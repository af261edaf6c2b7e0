pub type FileId = u64;

#[derive(
    Debug, Clone, Copy, Default, PartialEq, Eq, Hash, serde::Serialize, serde::Deserialize,
)]
pub struct Span {
    pub file: FileId,
    pub lo: u32,
    pub hi: u32,
}

impl std::fmt::Display for Span {
    fn fmt(&self, f: &mut std::fmt::Formatter<'_>) -> std::fmt::Result {
        write!(f, "Span({}:{}-{})", self.file, self.lo, self.hi)
    }
}

impl Span {
    pub fn new(file: FileId, lo: u32, hi: u32) -> Span {
        Span { file, lo, hi }
    }

    pub fn is_null(&self) -> bool {
        self.lo == 0 && self.hi == 0
    }
}
#[macro_use]
pub mod macros;

pub mod ast;
pub mod config;
pub mod diagnostics;
pub mod error;
pub mod pretty;
pub mod printer;
pub mod semantics;
pub mod span;

// Re-export commonly used items for convenience
pub use tracing;

pub use printer::SourcePrinter;

// Alias for error types
pub type Error = crate::error::Error;
pub type Result<T> = crate::error::Result<T>;
// Queries - stateless operations for extracting information from loop bodies

pub mod action;
pub mod control_flow;
pub mod guard_chain;
pub mod hazard;
pub mod method_ref;

pub use action::*;
pub use control_flow::*;
pub use guard_chain::*;
pub use hazard::*;
pub use method_ref::*;
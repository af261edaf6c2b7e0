// IR - typed rewrite plans produced by synthesis and consumed by emission

pub mod pipeline;

pub use pipeline::*;
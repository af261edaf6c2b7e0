// Pipeline synthesis - from a classified loop to a RewritePlan

use super::LoopCandidate;
use crate::ir::*;
use crate::queries::{action_expression, reduce_to_method_ref, Accumulation, ActionClassification, CollectionRef};
use crate::{synth_ensure, MigrationOptions};
use sm_core::ast::{ExprKind, NodeId, NodeKind, StmtKind, Tree, VarId, VarKind};
use sm_core::error::Result;
use sm_core::semantics::Host;

pub fn synthesize(
    host: &dyn Host,
    tree: &Tree,
    candidate: &LoopCandidate,
    options: &MigrationOptions,
) -> Result<RewritePlan> {
    let param = candidate.param;
    let filters = candidate
        .chain
        .conditions
        .iter()
        .map(|cond| FunctionalArg::lambda(param, LambdaBody::Expr(*cond)))
        .collect();

    let mut reused: Vec<NodeId> = candidate.chain.conditions.clone();
    let (mapper, terminal, fold) = match &candidate.action {
        ActionClassification::Accumulation(accumulation) => {
            synth_ensure!(
                tree.expr(accumulation.call)
                    .and_then(ExprKind::as_call)
                    .is_some_and(|call| call.args.len() == 1),
                "accumulation call must have exactly one argument",
                tree.span(accumulation.call)
            );
            reused.push(accumulation.value);
            let mapper = mapping_stage(host, tree, candidate, accumulation, options);
            let (terminal, fold) = collect_terminal(tree, candidate.loop_stmt, accumulation);
            (mapper, terminal, fold)
        }
        ActionClassification::GeneralAction { stmt } => {
            let function = for_each_function(host, tree, *stmt, param, options);
            if !function.is_method_ref() {
                reused.push(*stmt);
            }
            (None, Terminal::ForEach(function), None)
        }
    };

    let orphaned_comments = tree
        .comments_in(candidate.body)
        .into_iter()
        .filter(|comment| !reused.iter().any(|root| tree.is_ancestor(*root, *comment, false)))
        .collect();

    Ok(RewritePlan {
        loop_stmt: candidate.loop_stmt,
        source: candidate.source,
        param,
        filters,
        mapper,
        terminal,
        fold,
        orphaned_comments,
        action: candidate.chain.action,
    })
}

fn mapping_stage(
    host: &dyn Host,
    tree: &Tree,
    candidate: &LoopCandidate,
    accumulation: &Accumulation,
    options: &MigrationOptions,
) -> Option<FunctionalArg> {
    let value = accumulation.value;
    let identity = matches!(
        tree.expr(tree.skip_parens(value)),
        Some(ExprKind::Name(name)) if name.var == Some(candidate.param)
    );
    if identity {
        return None;
    }
    let reduced = options
        .prefer_method_refs
        .then(|| reduce_to_method_ref(host, tree, value, candidate.param))
        .flatten();
    Some(reduced.unwrap_or_else(|| FunctionalArg::lambda(candidate.param, LambdaBody::Expr(value))))
}

fn for_each_function(
    host: &dyn Host,
    tree: &Tree,
    action: NodeId,
    param: VarId,
    options: &MigrationOptions,
) -> FunctionalArg {
    if options.prefer_method_refs {
        if let Some(reduced) = action_expression(tree, action)
            .and_then(|expr| reduce_to_method_ref(host, tree, expr, param))
        {
            return reduced;
        }
    }
    let body = match tree.stmt(action) {
        Some(StmtKind::Expr(expr)) => LambdaBody::Expr(*expr),
        Some(StmtKind::Block(_)) => LambdaBody::Block(action),
        _ => LambdaBody::Wrapped(action),
    };
    FunctionalArg::lambda(param, body)
}

/// Fold into the target's declaration when it is a local initialised with a
/// no-argument constructor right before the loop; append otherwise.
fn collect_terminal(
    tree: &Tree,
    loop_stmt: NodeId,
    accumulation: &Accumulation,
) -> (Terminal, Option<FoldSite>) {
    let append = match accumulation.qualifier {
        Some(qualifier) => AccumulationTarget::Qualified(qualifier),
        None => AccumulationTarget::Implicit,
    };
    let CollectionRef::Variable(var) = accumulation.target else {
        return (Terminal::AddAllToExisting(append), None);
    };
    if tree.var(var).kind != VarKind::Local {
        return (Terminal::AddAllToExisting(append), None);
    }

    let fold = tree.prev_sibling(loop_stmt).and_then(|prev| match tree.kind(prev) {
        NodeKind::Stmt(StmtKind::Local(local)) if local.var == var => {
            let init = local.init?;
            let new = tree.expr(init)?.as_new()?;
            new.args.is_empty().then(|| (prev, init, new.class.name.clone()))
        }
        _ => None,
    });
    match fold {
        Some((declaration, initializer, class)) => {
            let terminal = match class.as_str() {
                "ArrayList" => Terminal::CollectToList,
                "HashSet" => Terminal::CollectToSet,
                _ => Terminal::CollectToCustom {
                    supplier: initializer,
                },
            };
            (
                terminal,
                Some(FoldSite {
                    declaration,
                    initializer,
                }),
            )
        }
        None => (Terminal::AddAllToExisting(append), None),
    }
}
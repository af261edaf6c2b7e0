// Method-reference reduction - `x -> foo(x)` to `Owner::foo`

use crate::ir::{FunctionalArg, MethodRefQualifier};
use sm_core::ast::{ExprKind, NodeId, StmtKind, Tree, TypeRef, VarId};
use sm_core::semantics::Host;

/// The expression of an expression statement, the usual shape of an action
/// that might reduce.
pub fn action_expression(tree: &Tree, action: NodeId) -> Option<NodeId> {
    match tree.stmt(action)? {
        StmtKind::Expr(expr) => Some(*expr),
        _ => None,
    }
}

/// Reduce `param -> expr` to a method reference when `expr` only forwards
/// `param` to a resolved method or constructor.
///
/// Recognised forms:
/// - `foo(x)`: `Owner::foo` when static, `this::foo` in an instance scope
/// - `this.foo(x)`, `super.foo(x)`, `Type.foo(x)`
/// - `obj.foo(x)` with `obj` an effectively final variable or a field of
///   `this`
/// - `x.foo()`: `ParamType::foo`
/// - `new T(x)`: `T::new`
pub fn reduce_to_method_ref(
    host: &dyn Host,
    tree: &Tree,
    expr: NodeId,
    param: VarId,
) -> Option<FunctionalArg> {
    let expr = tree.skip_parens(expr);
    let sig = host.resolve_method(tree, expr)?;
    match tree.expr(expr)? {
        ExprKind::Call(call) => {
            let qualifier = match (call.args.as_slice(), call.receiver) {
                ([arg], None) if is_param(tree, *arg, param) => {
                    if sig.is_static {
                        MethodRefQualifier::Type(TypeRef::simple(sig.owner.clone()))
                    } else if !tree.context().is_static {
                        MethodRefQualifier::This
                    } else {
                        return None;
                    }
                }
                ([arg], Some(receiver)) if is_param(tree, *arg, param) => {
                    bound_qualifier(host, tree, receiver, param, sig.is_static)?
                }
                ([], Some(receiver)) if is_param(tree, receiver, param) && !sig.is_static => {
                    MethodRefQualifier::Type(tree.var(param).ty.raw())
                }
                _ => return None,
            };
            Some(FunctionalArg::MethodRef {
                qualifier,
                method: call.method.clone(),
            })
        }
        ExprKind::New(new) => match new.args.as_slice() {
            [arg] if is_param(tree, *arg, param) => Some(FunctionalArg::MethodRef {
                qualifier: MethodRefQualifier::Type(new.class.raw()),
                method: "new".to_string(),
            }),
            _ => None,
        },
        _ => None,
    }
}

fn is_param(tree: &Tree, expr: NodeId, param: VarId) -> bool {
    match tree.expr(tree.skip_parens(expr)) {
        Some(ExprKind::Name(name)) => name.var == Some(param),
        _ => false,
    }
}

/// Qualifier for `receiver.foo(x)`, if evaluating `receiver` once up front
/// gives the same result as evaluating it per element.
fn bound_qualifier(
    host: &dyn Host,
    tree: &Tree,
    receiver: NodeId,
    param: VarId,
    is_static: bool,
) -> Option<MethodRefQualifier> {
    let stable = |var: VarId| {
        var != param && host.is_effectively_final(tree, var, receiver).unwrap_or(false)
    };
    match tree.expr(receiver)? {
        ExprKind::TypeName(ty) if is_static => Some(MethodRefQualifier::Type(ty.clone())),
        _ if is_static => None,
        ExprKind::This => Some(MethodRefQualifier::This),
        ExprKind::Super => Some(MethodRefQualifier::Super),
        ExprKind::Name(name) => name
            .var
            .filter(|var| stable(*var))
            .map(|_| MethodRefQualifier::Expr(receiver)),
        ExprKind::Field(field) => {
            let on_this = matches!(tree.expr(field.receiver), Some(ExprKind::This));
            field
                .var
                .filter(|var| on_this && stable(*var))
                .map(|_| MethodRefQualifier::Expr(receiver))
        }
        _ => None,
    }
}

◆ Exercise description
Return, with no change at all, every line in the entries above from the line containing "Some(ExprKind::Name(name)) => name.var" through the line containing "let stable = |var: VarId|".

◆ Task response
        Some(ExprKind::Name(name)) => name.var == Some(param),
        _ => false,
    }
}

/// Qualifier for `receiver.foo(x)`, if evaluating `receiver` once up front
/// gives the same result as evaluating it per element.
fn bound_qualifier(
    host: &dyn Host,
    tree: &Tree,
    receiver: NodeId,
    param: VarId,
    is_static: bool,
) -> Option<MethodRefQualifier> {
    let stable = |var: VarId| {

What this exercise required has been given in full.